(PROBLEM REQUIREMENTS):
Each line of the listing that contains the word "PollingConfig" is to be copied.
--
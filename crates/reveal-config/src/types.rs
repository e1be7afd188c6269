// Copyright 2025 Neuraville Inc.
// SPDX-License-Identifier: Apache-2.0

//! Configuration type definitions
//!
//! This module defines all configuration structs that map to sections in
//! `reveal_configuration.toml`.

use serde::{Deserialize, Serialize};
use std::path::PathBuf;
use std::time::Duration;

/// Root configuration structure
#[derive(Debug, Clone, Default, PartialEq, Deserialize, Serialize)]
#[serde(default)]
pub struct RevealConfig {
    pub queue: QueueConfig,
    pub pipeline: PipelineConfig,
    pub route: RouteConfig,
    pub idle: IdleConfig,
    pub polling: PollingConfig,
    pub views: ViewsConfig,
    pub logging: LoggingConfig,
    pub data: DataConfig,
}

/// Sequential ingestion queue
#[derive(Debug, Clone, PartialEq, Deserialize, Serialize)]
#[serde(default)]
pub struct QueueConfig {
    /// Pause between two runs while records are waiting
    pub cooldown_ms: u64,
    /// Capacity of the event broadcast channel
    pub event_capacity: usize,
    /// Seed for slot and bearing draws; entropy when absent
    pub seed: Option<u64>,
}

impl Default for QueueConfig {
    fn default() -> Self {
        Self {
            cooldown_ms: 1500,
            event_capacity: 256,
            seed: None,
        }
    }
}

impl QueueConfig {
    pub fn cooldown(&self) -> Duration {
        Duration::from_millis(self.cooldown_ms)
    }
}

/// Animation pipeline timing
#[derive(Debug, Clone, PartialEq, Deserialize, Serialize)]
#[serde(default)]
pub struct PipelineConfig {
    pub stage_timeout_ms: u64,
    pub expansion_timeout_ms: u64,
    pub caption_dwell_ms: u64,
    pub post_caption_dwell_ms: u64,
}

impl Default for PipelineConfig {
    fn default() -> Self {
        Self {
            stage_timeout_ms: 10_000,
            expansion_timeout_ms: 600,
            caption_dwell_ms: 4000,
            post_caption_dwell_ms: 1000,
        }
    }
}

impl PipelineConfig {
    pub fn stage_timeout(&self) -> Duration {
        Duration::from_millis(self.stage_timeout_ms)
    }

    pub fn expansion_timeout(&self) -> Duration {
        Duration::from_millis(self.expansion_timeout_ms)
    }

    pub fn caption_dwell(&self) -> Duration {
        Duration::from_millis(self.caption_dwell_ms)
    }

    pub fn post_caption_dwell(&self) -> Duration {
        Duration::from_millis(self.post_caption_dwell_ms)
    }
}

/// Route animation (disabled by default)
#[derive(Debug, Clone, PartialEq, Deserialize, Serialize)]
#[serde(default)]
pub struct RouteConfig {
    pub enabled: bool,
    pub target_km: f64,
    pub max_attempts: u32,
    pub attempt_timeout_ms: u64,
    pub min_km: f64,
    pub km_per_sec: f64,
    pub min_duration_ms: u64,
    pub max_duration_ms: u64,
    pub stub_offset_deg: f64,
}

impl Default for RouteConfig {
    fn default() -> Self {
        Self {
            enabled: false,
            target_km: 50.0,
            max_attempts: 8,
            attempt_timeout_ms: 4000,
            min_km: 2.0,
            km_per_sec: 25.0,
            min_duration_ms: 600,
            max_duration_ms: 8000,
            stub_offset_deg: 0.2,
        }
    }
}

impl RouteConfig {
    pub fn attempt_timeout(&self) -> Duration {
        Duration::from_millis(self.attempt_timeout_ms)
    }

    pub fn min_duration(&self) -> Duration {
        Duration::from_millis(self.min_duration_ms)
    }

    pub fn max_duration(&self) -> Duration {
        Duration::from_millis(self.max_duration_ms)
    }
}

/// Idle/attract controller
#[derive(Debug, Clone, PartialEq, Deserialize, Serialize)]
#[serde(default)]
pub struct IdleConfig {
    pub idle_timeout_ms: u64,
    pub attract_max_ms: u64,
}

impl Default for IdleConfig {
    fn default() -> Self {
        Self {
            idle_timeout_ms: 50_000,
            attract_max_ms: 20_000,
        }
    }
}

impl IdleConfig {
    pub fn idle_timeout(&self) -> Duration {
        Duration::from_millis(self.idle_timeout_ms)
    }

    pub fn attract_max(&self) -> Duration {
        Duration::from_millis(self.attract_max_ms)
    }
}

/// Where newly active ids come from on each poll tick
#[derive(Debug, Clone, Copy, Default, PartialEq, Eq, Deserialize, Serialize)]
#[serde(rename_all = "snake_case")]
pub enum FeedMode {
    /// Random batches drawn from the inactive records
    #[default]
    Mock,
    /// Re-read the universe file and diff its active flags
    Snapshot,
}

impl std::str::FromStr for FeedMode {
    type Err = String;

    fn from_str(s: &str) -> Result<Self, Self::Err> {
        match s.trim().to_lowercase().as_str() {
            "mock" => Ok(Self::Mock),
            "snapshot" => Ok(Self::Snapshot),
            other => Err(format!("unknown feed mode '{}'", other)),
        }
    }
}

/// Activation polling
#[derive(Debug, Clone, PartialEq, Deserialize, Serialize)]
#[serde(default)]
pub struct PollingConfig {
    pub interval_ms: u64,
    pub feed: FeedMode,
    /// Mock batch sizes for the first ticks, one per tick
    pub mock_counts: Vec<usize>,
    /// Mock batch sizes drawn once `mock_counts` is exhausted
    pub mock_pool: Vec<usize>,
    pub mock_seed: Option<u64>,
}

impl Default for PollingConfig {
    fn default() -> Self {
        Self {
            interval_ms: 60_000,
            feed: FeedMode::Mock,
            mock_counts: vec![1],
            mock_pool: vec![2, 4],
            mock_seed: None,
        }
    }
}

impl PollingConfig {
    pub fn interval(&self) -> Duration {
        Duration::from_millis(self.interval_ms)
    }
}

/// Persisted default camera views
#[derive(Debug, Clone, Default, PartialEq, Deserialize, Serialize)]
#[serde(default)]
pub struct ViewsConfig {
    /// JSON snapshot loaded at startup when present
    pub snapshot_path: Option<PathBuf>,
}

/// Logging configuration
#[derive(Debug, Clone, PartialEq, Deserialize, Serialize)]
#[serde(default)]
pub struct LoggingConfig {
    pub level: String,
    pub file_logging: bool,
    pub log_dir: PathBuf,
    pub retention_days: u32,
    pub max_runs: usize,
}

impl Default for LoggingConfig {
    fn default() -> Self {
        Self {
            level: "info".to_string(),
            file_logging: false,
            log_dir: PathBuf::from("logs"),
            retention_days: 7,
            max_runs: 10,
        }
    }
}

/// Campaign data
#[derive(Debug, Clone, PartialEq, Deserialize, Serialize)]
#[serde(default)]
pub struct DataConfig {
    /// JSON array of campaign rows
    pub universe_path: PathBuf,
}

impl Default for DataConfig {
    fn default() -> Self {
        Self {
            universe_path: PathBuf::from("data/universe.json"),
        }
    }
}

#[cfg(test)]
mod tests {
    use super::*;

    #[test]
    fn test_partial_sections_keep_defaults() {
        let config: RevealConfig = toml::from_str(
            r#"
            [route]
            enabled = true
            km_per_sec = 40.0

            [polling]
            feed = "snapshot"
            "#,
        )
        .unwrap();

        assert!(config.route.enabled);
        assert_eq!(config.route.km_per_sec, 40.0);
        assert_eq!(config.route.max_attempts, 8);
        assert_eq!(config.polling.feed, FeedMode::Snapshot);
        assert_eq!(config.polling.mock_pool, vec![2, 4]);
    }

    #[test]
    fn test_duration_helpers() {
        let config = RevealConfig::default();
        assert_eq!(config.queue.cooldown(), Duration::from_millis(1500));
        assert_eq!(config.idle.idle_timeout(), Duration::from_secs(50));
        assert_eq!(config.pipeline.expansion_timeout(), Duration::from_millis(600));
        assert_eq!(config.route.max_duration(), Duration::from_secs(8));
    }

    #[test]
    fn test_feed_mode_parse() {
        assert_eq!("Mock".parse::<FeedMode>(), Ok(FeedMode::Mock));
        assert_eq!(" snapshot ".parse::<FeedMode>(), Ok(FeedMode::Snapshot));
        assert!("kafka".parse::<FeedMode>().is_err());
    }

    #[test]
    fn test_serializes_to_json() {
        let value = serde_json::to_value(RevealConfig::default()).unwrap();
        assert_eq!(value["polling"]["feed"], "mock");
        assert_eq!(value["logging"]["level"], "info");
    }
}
--
(EXERCISE SOLUTION):
    pub polling: PollingConfig,
pub struct PollingConfig {
impl Default for PollingConfig {
impl PollingConfig {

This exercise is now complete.